** Opening Available data block **

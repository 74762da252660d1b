mod cli;
mod config;
mod directory;
mod guard;
mod routes;
mod services;
mod session;
mod state;
mod token;
mod types;
mod validation;

use std::net::SocketAddr;

use clap::Parser;

use crate::cli::{Cli, CliError, Command, SessionArgs, SessionCommand};
use crate::config::AppConfig;
use crate::services::auth::AuthService;
use crate::session::{FileStorage, MemoryStorage, SessionStorage, SessionStore};

#[tokio::main]
async fn main() -> Result<(), CliError> {
    dotenvy::dotenv().ok();
    tracing_subscriber::fmt::init();

    let cli = Cli::parse();
    let config = AppConfig::from_env()?;

    match cli.command {
        Command::Serve => serve(config).await,
        Command::Session(args) => run_session(config, args).await,
    }
}

async fn serve(config: AppConfig) -> Result<(), CliError> {
    let state = state::AppState::from_config(&config);
    let app = routes::app(state, config.assets_dir.as_deref());

    let addr = SocketAddr::new(config.bind_addr, config.port);
    let listener = tokio::net::TcpListener::bind(addr).await?;

    tracing::info!(%addr, "fincairbnb listening");
    axum::serve(listener, app).await?;
    Ok(())
}

async fn run_session(config: AppConfig, args: SessionArgs) -> Result<(), CliError> {
    let auth = AuthService::seeded(config.latency);
    if args.ephemeral {
        return drive(SessionStore::new(MemoryStorage::new(), auth), args.command).await;
    }

    let storage = FileStorage::new(args.storage.unwrap_or(config.storage_path));
    tracing::debug!(path = %storage.path().display(), "session storage");
    drive(SessionStore::new(storage, auth), args.command).await
}

async fn drive<S: SessionStorage>(mut store: SessionStore<S>, command: SessionCommand) -> Result<(), CliError> {
    cli::open(&mut store);
    let output = cli::execute(&mut store, command).await?;
    println!("{output}");
    Ok(())
}
//! HTML pages and the navigation guard middleware.
//!
//! Markup is minimal; pages exist for the routing around them.

use axum::extract::{Query, Request};
use axum::middleware::Next;
use axum::response::{Html, IntoResponse, Redirect, Response};
use axum_extra::extract::cookie::{Cookie, CookieJar};
use html_escape::{encode_double_quoted_attribute, encode_text};
use serde::Deserialize;

use super::auth::{AuthUser, TOKEN_COOKIE};
use crate::guard::{self, NavigationDecision};

// =============================================================================
// NAVIGATION GUARD
// =============================================================================

/// Runs on every request. Redirects signed-out visitors away from protected
/// paths and signed-in visitors away from the auth pages, judging only the
/// token cookie.
pub async fn navigation_guard(jar: CookieJar, request: Request, next: Next) -> Response {
    let path = request.uri().path().to_owned();
    if !guard::should_intercept(&path) {
        return next.run(request).await;
    }

    let token = jar.get(TOKEN_COOKIE).map(Cookie::value);
    match guard::navigation_decision(&path, token) {
        NavigationDecision::Continue => next.run(request).await,
        NavigationDecision::Redirect(to) => {
            tracing::debug!(%path, %to, "navigation guard redirect");
            Redirect::temporary(&to).into_response()
        }
    }
}

// =============================================================================
// PAGES
// =============================================================================

#[derive(Debug, Deserialize)]
pub struct LoginQuery {
    redirect: Option<String>,
}

fn page(title: &str, body: &str) -> Html<String> {
    Html(format!(
        "<!doctype html>\n<html lang=\"gl\"><head><meta charset=\"utf-8\"><title>{title} · Finca Airbnb</title></head>\
         <body><main>{body}</main></body></html>\n",
        title = encode_text(title),
    ))
}

/// `GET /`: entry page.
pub async fn home() -> Html<String> {
    page(
        "Rent land in Galicia",
        "<h1>Finca Airbnb</h1><p>Rent a plot, grow your own.</p>\
         <nav><a href=\"/login\">Sign in</a> <a href=\"/register\">Create account</a></nav>",
    )
}

/// `GET /login`: sign-in form. The `redirect` parameter is carried into the
/// form so the client can return after signing in.
pub async fn login(Query(query): Query<LoginQuery>) -> Html<String> {
    let target = guard::sanitize_redirect(query.redirect.as_deref());
    let body = format!(
        "<h1>Sign in</h1><form method=\"post\" action=\"/api/auth/login?redirect={}\" data-redirect=\"{}\">\
         <input name=\"email\" type=\"email\"><input name=\"password\" type=\"password\">\
         <label><input name=\"rememberMe\" type=\"checkbox\"> Remember me</label>\
         <button type=\"submit\">Sign in</button></form>\
         <a href=\"/forgot-password\">Forgot your password?</a>",
        urlencoding::encode(&target),
        encode_double_quoted_attribute(&target),
    );
    page("Sign in", &body)
}

/// `GET /register`: sign-up form.
pub async fn register() -> Html<String> {
    page(
        "Create account",
        "<h1>Create account</h1><form method=\"post\" action=\"/api/auth/register\">\
         <input name=\"name\"><input name=\"email\" type=\"email\"><input name=\"phone\" type=\"tel\">\
         <input name=\"password\" type=\"password\"><input name=\"confirmPassword\" type=\"password\">\
         <label><input name=\"acceptTerms\" type=\"checkbox\"> I accept the terms</label>\
         <label><input name=\"newsletter\" type=\"checkbox\"> Newsletter</label>\
         <button type=\"submit\">Create account</button></form>",
    )
}

/// `GET /forgot-password`: recovery form.
pub async fn forgot_password() -> Html<String> {
    page(
        "Recover password",
        "<h1>Recover password</h1><form method=\"post\" action=\"/api/auth/forgot-password\">\
         <input name=\"email\" type=\"email\"><button type=\"submit\">Send instructions</button></form>",
    )
}

/// `GET /dashboard`: protected area. The navigation guard has already
/// checked the cookie; an unknown user still falls back to the login page.
pub async fn dashboard(auth: Result<AuthUser, super::auth::ApiError>, uri: axum::http::Uri) -> Response {
    let Ok(auth) = auth else {
        return Redirect::temporary(&guard::login_redirect(uri.path())).into_response();
    };
    let body = format!(
        "<h1>Welcome, {}</h1><p>{}</p><form method=\"post\" action=\"/api/auth/logout\"><button>Sign out</button></form>",
        encode_text(&auth.user.name),
        encode_text(&auth.user.email),
    );
    page("Dashboard", &body).into_response()
}

#[cfg(test)]
#[path = "pages_test.rs"]
mod tests;
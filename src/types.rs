//! Shared auth types: users, credentials, sessions and the error taxonomy.
//!
//! DESIGN
//! ======
//! Field names serialize in camelCase so the persisted user JSON and the
//! HTTP payloads keep the same shape the browser side stores.

use std::fmt;

use serde::de::{self, Deserializer};
use serde::{Deserialize, Serialize};
use time::OffsetDateTime;
use validator::Validate;

use crate::config::parse_bool;

// =============================================================================
// USER
// =============================================================================

/// Optional per-user preference flags.
#[derive(Debug, Clone, Copy, PartialEq, Eq, Serialize, Deserialize)]
pub struct Preferences {
    pub newsletter: bool,
    pub notifications: bool,
}

/// A registered user. Email is the unique key.
#[derive(Debug, Clone, PartialEq, Eq, Serialize, Deserialize)]
#[serde(rename_all = "camelCase")]
pub struct User {
    pub id: String,
    pub name: String,
    pub email: String,
    #[serde(default, skip_serializing_if = "Option::is_none")]
    pub phone: Option<String>,
    #[serde(default, skip_serializing_if = "Option::is_none")]
    pub avatar: Option<String>,
    #[serde(with = "time::serde::rfc3339")]
    pub join_date: OffsetDateTime,
    #[serde(default, skip_serializing_if = "Option::is_none")]
    pub preferences: Option<Preferences>,
}

// =============================================================================
// REQUESTS
// =============================================================================

/// Login form payload. Only presence of the password is checked here;
/// strength rules apply to new passwords.
#[derive(Debug, Clone, Default, Serialize, Deserialize, Validate)]
#[serde(rename_all = "camelCase")]
pub struct LoginCredentials {
    #[validate(length(min = 1, message = "Email is required"), email(message = "Invalid email format"))]
    pub email: String,
    #[validate(length(min = 1, message = "Password is required"))]
    pub password: String,
    /// Persist the session beyond the current context.
    #[serde(default, deserialize_with = "checkbox")]
    pub remember_me: bool,
}

/// Registration form payload.
#[derive(Debug, Clone, Default, Serialize, Deserialize, Validate)]
#[serde(rename_all = "camelCase")]
pub struct RegisterData {
    #[validate(length(min = 2, max = 50, message = "Name must be between 2 and 50 characters"))]
    pub name: String,
    #[validate(length(min = 1, message = "Email is required"), email(message = "Invalid email format"))]
    pub email: String,
    #[validate(
        length(min = 8, message = "Password must be at least 8 characters"),
        custom(function = "crate::validation::strong_password")
    )]
    pub password: String,
    #[validate(must_match(other = "password", message = "Passwords do not match"))]
    pub confirm_password: String,
    #[serde(default)]
    #[validate(custom(function = "crate::validation::phone_number"))]
    pub phone: Option<String>,
    #[serde(default, deserialize_with = "checkbox")]
    #[validate(custom(function = "crate::validation::accepted"))]
    pub accept_terms: bool,
    #[serde(default, deserialize_with = "optional_checkbox")]
    pub newsletter: Option<bool>,
}

/// Password-recovery form payload.
#[derive(Debug, Clone, Default, Serialize, Deserialize, Validate)]
pub struct ResetRequest {
    #[validate(length(min = 1, message = "Email is required"), email(message = "Invalid email format"))]
    pub email: String,
}

/// Checkbox values arrive as JSON booleans or as form text (`on`, `true`).
#[derive(Deserialize)]
#[serde(untagged)]
enum Checkbox {
    Flag(bool),
    Text(String),
    Unset(()),
}

fn optional_checkbox<'de, D>(deserializer: D) -> Result<Option<bool>, D::Error>
where
    D: Deserializer<'de>,
{
    match Checkbox::deserialize(deserializer)? {
        Checkbox::Flag(flag) => Ok(Some(flag)),
        Checkbox::Text(raw) => parse_bool(&raw)
            .map(Some)
            .ok_or_else(|| de::Error::custom(format!("invalid checkbox value {raw:?}"))),
        Checkbox::Unset(()) => Ok(None),
    }
}

fn checkbox<'de, D>(deserializer: D) -> Result<bool, D::Error>
where
    D: Deserializer<'de>,
{
    optional_checkbox(deserializer).map(Option::unwrap_or_default)
}

/// Successful auth operation result.
#[derive(Debug, Clone, Serialize, Deserialize)]
pub struct AuthGrant {
    pub user: User,
    pub token: String,
}

// =============================================================================
// SESSION
// =============================================================================

/// The live authenticated session held by a session store.
#[derive(Debug, Clone, PartialEq, Eq, Serialize, Deserialize)]
#[serde(rename_all = "camelCase")]
pub struct Session {
    pub user: User,
    pub token: String,
    /// Unix timestamp in milliseconds.
    pub expires_at: i64,
    pub is_authenticated: bool,
}

// =============================================================================
// ERRORS
// =============================================================================

/// Failure category for auth operations.
#[derive(Debug, Clone, Copy, PartialEq, Eq, Hash, Serialize, Deserialize)]
#[serde(rename_all = "SCREAMING_SNAKE_CASE")]
pub enum AuthErrorKind {
    InvalidCredentials,
    UserNotFound,
    EmailAlreadyExists,
    WeakPassword,
    NetworkError,
    SessionExpired,
}

impl AuthErrorKind {
    #[must_use]
    pub fn as_str(self) -> &'static str {
        match self {
            Self::InvalidCredentials => "INVALID_CREDENTIALS",
            Self::UserNotFound => "USER_NOT_FOUND",
            Self::EmailAlreadyExists => "EMAIL_ALREADY_EXISTS",
            Self::WeakPassword => "WEAK_PASSWORD",
            Self::NetworkError => "NETWORK_ERROR",
            Self::SessionExpired => "SESSION_EXPIRED",
        }
    }
}

impl fmt::Display for AuthErrorKind {
    fn fmt(&self, f: &mut fmt::Formatter<'_>) -> fmt::Result {
        f.write_str(self.as_str())
    }
}

/// Typed auth failure: a kind, a message for display, and the offending
/// form field when one applies.
#[derive(Debug, Clone, PartialEq, Eq, Serialize, Deserialize, thiserror::Error)]
#[error("{message}")]
pub struct AuthError {
    #[serde(rename = "code")]
    pub kind: AuthErrorKind,
    pub message: String,
    #[serde(default, skip_serializing_if = "Option::is_none")]
    pub field: Option<String>,
}

impl AuthError {
    #[must_use]
    pub fn new(kind: AuthErrorKind, message: impl Into<String>) -> Self {
        Self { kind, message: message.into(), field: None }
    }

    #[must_use]
    pub fn on_field(mut self, field: impl Into<String>) -> Self {
        self.field = Some(field.into());
        self
    }

    #[must_use]
    pub fn user_not_found() -> Self {
        Self::new(AuthErrorKind::UserNotFound, "No user was found with this email").on_field("email")
    }

    #[must_use]
    pub fn invalid_credentials() -> Self {
        Self::new(AuthErrorKind::InvalidCredentials, "Incorrect email or password").on_field("password")
    }

    #[must_use]
    pub fn email_already_exists() -> Self {
        Self::new(AuthErrorKind::EmailAlreadyExists, "An account with this email already exists").on_field("email")
    }

    #[must_use]
    pub fn session_expired() -> Self {
        Self::new(AuthErrorKind::SessionExpired, "Your session has expired, please sign in again")
    }
}

#[cfg(test)]
#[path = "types_test.rs"]
mod tests;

** Closing Available data block **

- Exercise description -
Which lines of the records contain the word "AppConfig"? Copy each of them.

- Response below -
use crate::config::AppConfig;
    let config = AppConfig::from_env()?;
async fn serve(config: AppConfig) -> Result<(), CliError> {
async fn run_session(config: AppConfig, args: SessionArgs) -> Result<(), CliError> {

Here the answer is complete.